//! A4 export of a report's chart grid.

use printpdf::{BuiltinFont, Image, ImageTransform, Mm, PdfDocument, PdfLayerReference};

use crate::error::{AppError, AppResult};

const PAGE_WIDTH: f32 = 210.0;
const PAGE_HEIGHT: f32 = 297.0;
const MARGIN: f32 = 15.0;
const GAP: f32 = 10.0;
const CAPTION: f32 = 7.0;
const LAYER: &str = "Graphiques";

fn pdf_err<E: std::fmt::Display>(err: E) -> AppError {
    AppError::Pdf(err.to_string())
}

/// Lays out charts two per row on A4 pages under a title.
///
/// A new page starts whenever the next row would not fit. Each chart keeps
/// its aspect ratio, with its caption just above it.
///
/// # Arguments
/// * `title` - Heading of the first page, also the document title
/// * `charts` - `(caption, png bytes)` pairs in display order
///
/// # Returns
/// * `AppResult<Vec<u8>>` - The PDF bytes. A chart that is not a decodable
///   image gives `AppError::Image`; a failure to write the document gives
///   `AppError::Pdf`.
pub fn chart_grid(title: &str, charts: &[(String, Vec<u8>)]) -> AppResult<Vec<u8>> {
    let (doc, page, layer) = PdfDocument::new(title, Mm(PAGE_WIDTH), Mm(PAGE_HEIGHT), LAYER);
    let font = doc.add_builtin_font(BuiltinFont::Helvetica).map_err(pdf_err)?;
    let bold = doc.add_builtin_font(BuiltinFont::HelveticaBold).map_err(pdf_err)?;

    let cell_width = (PAGE_WIDTH - 2.0 * MARGIN - GAP) / 2.0;
    let mut current: PdfLayerReference = doc.get_page(page).get_layer(layer);
    current.use_text(title, 16.0, Mm(MARGIN), Mm(PAGE_HEIGHT - MARGIN - 5.0), &bold);
    let mut top = PAGE_HEIGHT - MARGIN - 15.0;

    for row in charts.chunks(2) {
        let decoded = row
            .iter()
            .map(|(caption, png)| image::load_from_memory(png).map(|img| (caption, img)))
            .collect::<Result<Vec<_>, _>>()?;
        let row_height = decoded
            .iter()
            .map(|(_, img)| cell_width * img.height() as f32 / img.width().max(1) as f32)
            .fold(0.0_f32, f32::max)
            + CAPTION;

        if top - row_height < MARGIN {
            let (page, layer) = doc.add_page(Mm(PAGE_WIDTH), Mm(PAGE_HEIGHT), LAYER);
            current = doc.get_page(page).get_layer(layer);
            top = PAGE_HEIGHT - MARGIN;
        }

        for (column, (caption, img)) in decoded.into_iter().enumerate() {
            let left = MARGIN + column as f32 * (cell_width + GAP);
            current.use_text(caption.as_str(), 10.0, Mm(left), Mm(top - 4.0), &font);

            let dpi = img.width() as f32 * 25.4 / cell_width;
            let height = img.height() as f32 * 25.4 / dpi;
            Image::from_dynamic_image(&img).add_to_layer(
                current.clone(),
                ImageTransform {
                    translate_x: Some(Mm(left)),
                    translate_y: Some(Mm(top - CAPTION - height)),
                    dpi: Some(dpi),
                    ..Default::default()
                },
            );
        }
        top -= row_height + GAP;
    }

    doc.save_to_bytes().map_err(pdf_err)
}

# # # #

**TASK DETAILS:**
After locating the line holding "const MARGIN: f32 = 15.0;" above, output exactly that line and every line after it through the line holding "the document title". Include nothing else.

**ANSWER SPACE:**
const MARGIN: f32 = 15.0;
const GAP: f32 = 10.0;
const CAPTION: f32 = 7.0;
const LAYER: &str = "Graphiques";

fn pdf_err<E: std::fmt::Display>(err: E) -> AppError {
    AppError::Pdf(err.to_string())
}

/// Lays out charts two per row on A4 pages under a title.
///
/// A new page starts whenever the next row would not fit. Each chart keeps
/// its aspect ratio, with its caption just above it.
///
/// # Arguments
/// * `title` - Heading of the first page, also the document title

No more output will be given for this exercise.